Da quando fu fondato nel 1975, sostituendo l’Ufficio Centrale per il Catalogo, l’ICCD ha quindi svolto un ruolo di notevole importanza, adattandosi ai cambiamenti normativi quali quelli riguardanti per l’appunto il riparto delle competenze tra Stato e Regioni. Anche la digitalizzazione continua a restare prevalente appannaggio dell’ICCD, quantunque nel 2019 sia stato creata a tale scopo, nell’ambito del Ministero, un Istituto Centrale ad hoc (la ‘Digital Library’).
Ma più che tessere le lodi dell’ICCD, vorrei soffermarmi sulla recente messa on-line del nuovo Catalogo Generale dei Beni Culturali, presentato pubblicamente il giorno 2 marzo 2021 in modalità telematica.
Il nuovo Catalogo costituisce il risultato di un lavoro ambizioso e complesso, il cui principale scopo è stato quello di aprire la conoscenza del patrimonio alla libera e gratuita fruizione del pubblico, in sintonia con quanto sta accadendo nel mondo grazie ai progressi delle tecnologie informatiche. Tale lavoro è sfociato nella creazione di in un nuovo sito web, la cui interfaccia grafica, semplice ed intuitiva, consente di accedere agevolmente alle informazioni digitali che si cercano o tra le quali si vuol curiosare lasciandosi guidare dalle preferenze.
Una prima sezione, che cambia e si aggiorna continuamente, in modo random, è riservata agli autori delle opere. Una seconda sezione è invece dedicata ai ‘luoghi della cultura’ (monumenti, siti archeologici, musei, etc.), al cui interno i singoli beni culturali sono conservati.
Proseguendo nella home page si trova un’altra grande sezione, in cui i beni sono aggregati per tipologie (storici e artistici, archeologici, architettonici e paesaggistici, naturalistici, fotografici, demoetnoantropologici, numismatici, scientifici e tecnologici, musicali). Di essi è indicata la consistenza numerica delle schede di catalogo che, solo per citare un dato, ammontano a oltre 274.921 per i beni archeologici. La piattaforma consente infatti di accedere alla versione integrale, in formato PDF, delle schede dei singoli beni, la qual cosa risulta giovevole anche per vedere come sono cambiati, nel tempo, i modi di catalogazione. Per gli studiosi che vogliano attingere alle fonti ‘di prima mano’, si tratta di un’opportunità che apre grandi prospettive alla facilitazione delle ricerche scientifiche.

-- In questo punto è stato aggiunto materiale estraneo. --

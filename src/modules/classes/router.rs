use axum::{Router, middleware, routing::get};

use super::controller::{create_class, delete_class, get_class, get_classes, update_class};
use crate::middleware::role::require_admin;
use crate::state::AppState;

pub fn init_classes_router(state: AppState) -> Router<AppState> {
    Router::new()
        .route("/", get(get_classes).post(create_class))
        .route(
            "/{id}",
            get(get_class).put(update_class).delete(delete_class),
        )
        .route_layer(middleware::from_fn_with_state(state, require_admin))
}
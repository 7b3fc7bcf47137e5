use async_trait::async_trait;
use schoolhub_models::fees::Fee;
use schoolhub_models::{ClassId, FeeId, PrincipalId, SchoolId};
use tracing::instrument;

use super::{PgStore, expect_row};
use crate::error::StoreResult;
use crate::store::FeeRepository;

const FEE_COLUMNS: &str = "id, school_id, student_id, class_id, amount, due_date, status, \
     paid_amount, payment_date, payment_method, receipt_number, remarks, created_at, updated_at";

#[async_trait]
impl FeeRepository for PgStore {
    #[instrument(skip(self, fee), fields(fee.id = %fee.id, db.operation = "INSERT", db.table = "fees"))]
    async fn insert_fee(&self, fee: &Fee) -> StoreResult<()> {
        sqlx::query(&format!(
            "INSERT INTO fees ({FEE_COLUMNS})
             VALUES ($1, $2, $3, $4, $5, $6, $7, $8, $9, $10, $11, $12, $13, $14)"
        ))
        .bind(fee.id)
        .bind(&fee.school_id)
        .bind(fee.student_id)
        .bind(fee.class_id)
        .bind(fee.amount)
        .bind(fee.due_date)
        .bind(fee.status)
        .bind(fee.paid_amount)
        .bind(fee.payment_date)
        .bind(fee.payment_method)
        .bind(&fee.receipt_number)
        .bind(&fee.remarks)
        .bind(fee.created_at)
        .bind(fee.updated_at)
        .execute(&self.pool)
        .await?;
        Ok(())
    }

    async fn find_fee(&self, school_id: &SchoolId, id: FeeId) -> StoreResult<Option<Fee>> {
        let fee = sqlx::query_as::<_, Fee>(&format!(
            "SELECT {FEE_COLUMNS} FROM fees WHERE school_id = $1 AND id = $2"
        ))
        .bind(school_id)
        .bind(id)
        .fetch_optional(&self.pool)
        .await?;
        Ok(fee)
    }

    async fn list_class_fees(
        &self,
        school_id: &SchoolId,
        class_id: ClassId,
    ) -> StoreResult<Vec<Fee>> {
        let fees = sqlx::query_as::<_, Fee>(&format!(
            "SELECT {FEE_COLUMNS} FROM fees
             WHERE school_id = $1 AND class_id = $2 ORDER BY due_date, created_at"
        ))
        .bind(school_id)
        .bind(class_id)
        .fetch_all(&self.pool)
        .await?;
        Ok(fees)
    }

    async fn list_student_fees(
        &self,
        school_id: &SchoolId,
        student_id: PrincipalId,
    ) -> StoreResult<Vec<Fee>> {
        let fees = sqlx::query_as::<_, Fee>(&format!(
            "SELECT {FEE_COLUMNS} FROM fees
             WHERE school_id = $1 AND student_id = $2 ORDER BY due_date, created_at"
        ))
        .bind(school_id)
        .bind(student_id)
        .fetch_all(&self.pool)
        .await?;
        Ok(fees)
    }

    async fn update_fee(&self, fee: &Fee) -> StoreResult<()> {
        let result = sqlx::query(
            "UPDATE fees
             SET amount = $3, due_date = $4, status = $5, paid_amount = $6, payment_date = $7,
                 payment_method = $8, receipt_number = $9, remarks = $10, updated_at = NOW()
             WHERE school_id = $1 AND id = $2",
        )
        .bind(&fee.school_id)
        .bind(fee.id)
        .bind(fee.amount)
        .bind(fee.due_date)
        .bind(fee.status)
        .bind(fee.paid_amount)
        .bind(fee.payment_date)
        .bind(fee.payment_method)
        .bind(&fee.receipt_number)
        .bind(&fee.remarks)
        .execute(&self.pool)
        .await?;
        expect_row(result.rows_affected())
    }

    async fn delete_fee(&self, school_id: &SchoolId, id: FeeId) -> StoreResult<()> {
        let result = sqlx::query("DELETE FROM fees WHERE school_id = $1 AND id = $2")
            .bind(school_id)
            .bind(id)
            .execute(&self.pool)
            .await?;
        expect_row(result.rows_affected())
    }
}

Particolarmente pregevoli, tra le varie tipologie di beni, sono quelli fotografici, posseduti dall’ICCD in quantità più che abbondanti. Essi includono tra l’altro le ricche collezioni del Gabinetto Fotografico Nazionale, la cui istituzione, nel 1895, risale alla fase iniziale della storia che, dopo la formazione dello Stato unitario, condusse alla creazione del patrimonio documentario italiano di cui oggi si rinnova l’intento comunicativo.
Nel nuovo Catalogo on-line, si può accedere alla conoscenza del nostro patrimonio esplorando altresì una mappa geografica dell’Italia, su cui sono indicati i ‘luoghi della cultura’ che contengono i singoli beni. Tale mappa rende utile il sito web anche a fini turistici, potendo sapere con facilità quali siano le opere eventualmente visitabili in particolari aree o vicinanze.
La home page si conclude con una sezione dedicata a specifici ‘itinerari’, ovvero ad approfondimenti tematici, tra i quali per iniziare ne è stato inserito uno molto interessante sui terremoti che hanno avuto effetti deleteri sui beni culturali.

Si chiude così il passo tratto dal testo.